Josephine Louise Newcomb (born Josephine Louise Le Monnier, 1816–1901) established the college as a memorial to her daughter Sophie, who died in 1870 at the age of 15. Following an initial donation of $100,000, she made gifts totaling $3 million. She wanted to support a liberal academic education for young white women. Newcomb was influenced by Ida Richardson and the college was associated with the Progressive Movement from its earliest years.

Until its move in 1918 to its Broadway campus, Newcomb College was made up mostly of day students.
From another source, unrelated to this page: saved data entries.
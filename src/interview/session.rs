//! Interview session state

use super::types::{AnswerRecord, InterviewContext, Question, SessionDetails};
use crate::{Error, Result};

/// Where the interview is in its turn-taking cycle
#[derive(Debug, Clone, Copy, PartialEq, Eq)]
pub enum Phase {
    /// Not started
    Welcome,
    /// Capturing the answer to question `i`
    Listening(usize),
    /// Evaluating the answer to question `i`
    Evaluating(usize),
    /// Terminal
    Completed,
}

impl std::fmt::Display for Phase {
    fn fmt(&self, f: &mut std::fmt::Formatter<'_>) -> std::fmt::Result {
        match self {
            Self::Welcome => f.write_str("welcome"),
            Self::Listening(i) => write!(f, "listening({i})"),
            Self::Evaluating(i) => write!(f, "evaluating({i})"),
            Self::Completed => f.write_str("completed"),
        }
    }
}

/// An interview in progress, owned by one orchestrator
#[derive(Debug, Clone)]
pub struct InterviewSession {
    id: String,
    context: InterviewContext,
    questions: Vec<Question>,
    current_index: usize,
    answers: Vec<AnswerRecord>,
    phase: Phase,
}

impl InterviewSession {
    /// Create a session in the `Welcome` phase
    ///
    /// # Errors
    ///
    /// Returns error if there are no questions or the context is incomplete
    pub fn new(
        id: impl Into<String>,
        context: InterviewContext,
        questions: Vec<Question>,
    ) -> Result<Self> {
        if questions.is_empty() {
            return Err(Error::Validation("session has no questions".to_string()));
        }
        if context.role.trim().is_empty() || context.experience_level.trim().is_empty() {
            return Err(Error::Validation(
                "role and experience level are required".to_string(),
            ));
        }

        Ok(Self {
            id: id.into(),
            context,
            questions,
            current_index: 0,
            answers: Vec::new(),
            phase: Phase::Welcome,
        })
    }

    /// Build a session from stored details
    ///
    /// # Errors
    ///
    /// Returns error if the stored session has no questions
    pub fn from_details(details: SessionDetails, candidate_name: impl Into<String>) -> Result<Self> {
        let context = InterviewContext {
            candidate_name: candidate_name.into(),
            role: details.role,
            experience_level: details.experience_level,
        };
        Self::new(details.id, context, details.questions)
    }

    #[must_use]
    pub fn id(&self) -> &str {
        &self.id
    }

    #[must_use]
    pub const fn context(&self) -> &InterviewContext {
        &self.context
    }

    #[must_use]
    pub fn questions(&self) -> &[Question] {
        &self.questions
    }

    #[must_use]
    pub fn question(&self, index: usize) -> Option<&Question> {
        self.questions.get(index)
    }

    #[must_use]
    pub const fn current_index(&self) -> usize {
        self.current_index
    }

    #[must_use]
    pub fn answers(&self) -> &[AnswerRecord] {
        &self.answers
    }

    #[must_use]
    pub const fn phase(&self) -> Phase {
        self.phase
    }

    /// Whether `index` is the last question
    #[must_use]
    pub const fn is_last(&self, index: usize) -> bool {
        index + 1 >= self.questions.len()
    }

    pub(crate) fn set_phase(&mut self, phase: Phase) {
        if let Phase::Listening(i) | Phase::Evaluating(i) = phase {
            debug_assert!(i >= self.current_index, "question index moved backwards");
            self.current_index = i;
        }
        if phase == Phase::Completed {
            self.current_index = self.questions.len();
        }
        self.phase = phase;
    }

    pub(crate) fn push_answer(&mut self, record: AnswerRecord) {
        self.answers.push(record);
    }
}

#[cfg(test)]
mod tests {
    use super::*;

    fn context() -> InterviewContext {
        InterviewContext {
            candidate_name: "Ada".to_string(),
            role: "Backend Engineer".to_string(),
            experience_level: "2 years".to_string(),
        }
    }

    fn question(text: &str) -> Question {
        Question {
            id: text.to_string(),
            text: text.to_string(),
            reference_answer: String::new(),
        }
    }

    #[test]
    fn test_new_session_starts_in_welcome() {
        let session = InterviewSession::new("s1", context(), vec![question("q1")]).unwrap();
        assert_eq!(session.phase(), Phase::Welcome);
        assert_eq!(session.current_index(), 0);
        assert!(session.is_last(0));
    }

    #[test]
    fn test_empty_questions_rejected() {
        let err = InterviewSession::new("s1", context(), Vec::new()).unwrap_err();
        assert!(matches!(err, Error::Validation(_)));
    }

    #[test]
    fn test_completed_moves_index_past_end() {
        let mut session =
            InterviewSession::new("s1", context(), vec![question("q1"), question("q2")]).unwrap();
        session.set_phase(Phase::Listening(1));
        assert_eq!(session.current_index(), 1);
        session.set_phase(Phase::Completed);
        assert_eq!(session.current_index(), 2);
    }
}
Its move to its current site on the uptown campus of Tulane was also the occasion of development of dormitories and more campus life. Students at Newcomb College became increasingly sophisticated and the school's reputation grew.

The university had recruited Brandt V. B. Dixon as the first president of Newcomb College. To ensure girls and young women were academically prepared for college, Dixon established the Newcomb High School, which operated from 1888 to 1920. The preparatory school ensured that girls were ready to study at the college level, as some parents tried to send girls to Newcomb who were as young as 13 or 14, with little academic preparation. Dixon worked with faculty and students to continue to raise academic standards. By 1916, Newcomb had achieved a strong regional reputation and become "one of seven Southern schools which held a standard college designation within the Southern Association of College Women."

== Art at Newcomb ==
Out of its art school, the college created the business of what became the renowned Newcomb Pottery. This reflected both a progressive interest in craft and parents' desire for their daughters to learn a practical, "industrial" skill in the economically difficult postwar years. It was first headed by Mary Given Sheerer, previously associated with the Rookwood Pottery in Cincinnati. While the pottery did not employ that many women, some did find work there. Angela Gregory was artist-in-residence at Newcomb College. It produced more than 70,000 pieces before the pottery program closed in 1939. During these years, the college's art program expanded to include other arts and crafts, such as illustrated bookplates, jewelry, embroidery, and hand-bound books, the latter often given embossed leather covers and elaborate clasps.

In 2016, Women, Art, and Social Change: The Newcomb Pottery Enterprise, sponsored by the Smithsonian Institution Travelling Exhibition Service and the Newcomb Art Museum was shown at the Princeton University Art Museum, ending its tour at the Frist Center for the Visual Arts in Nashville.

Newcomb college founder Josephine Louise Newcomb and her family commissioned windows designed by Louis Comfort Tiffany for a chapel at the original site of Newcomb College. One of the commissions was for Resurrection, part of a triptych designed in memory of her daughter, Harriet Sophie Newcomb, for whom the college was named. Other Tiffany windows were designed for an area behind the altar of the original chapel in memory of Josephine's husband Warren Newcomb and her mother Mary Sophie LeMonnier.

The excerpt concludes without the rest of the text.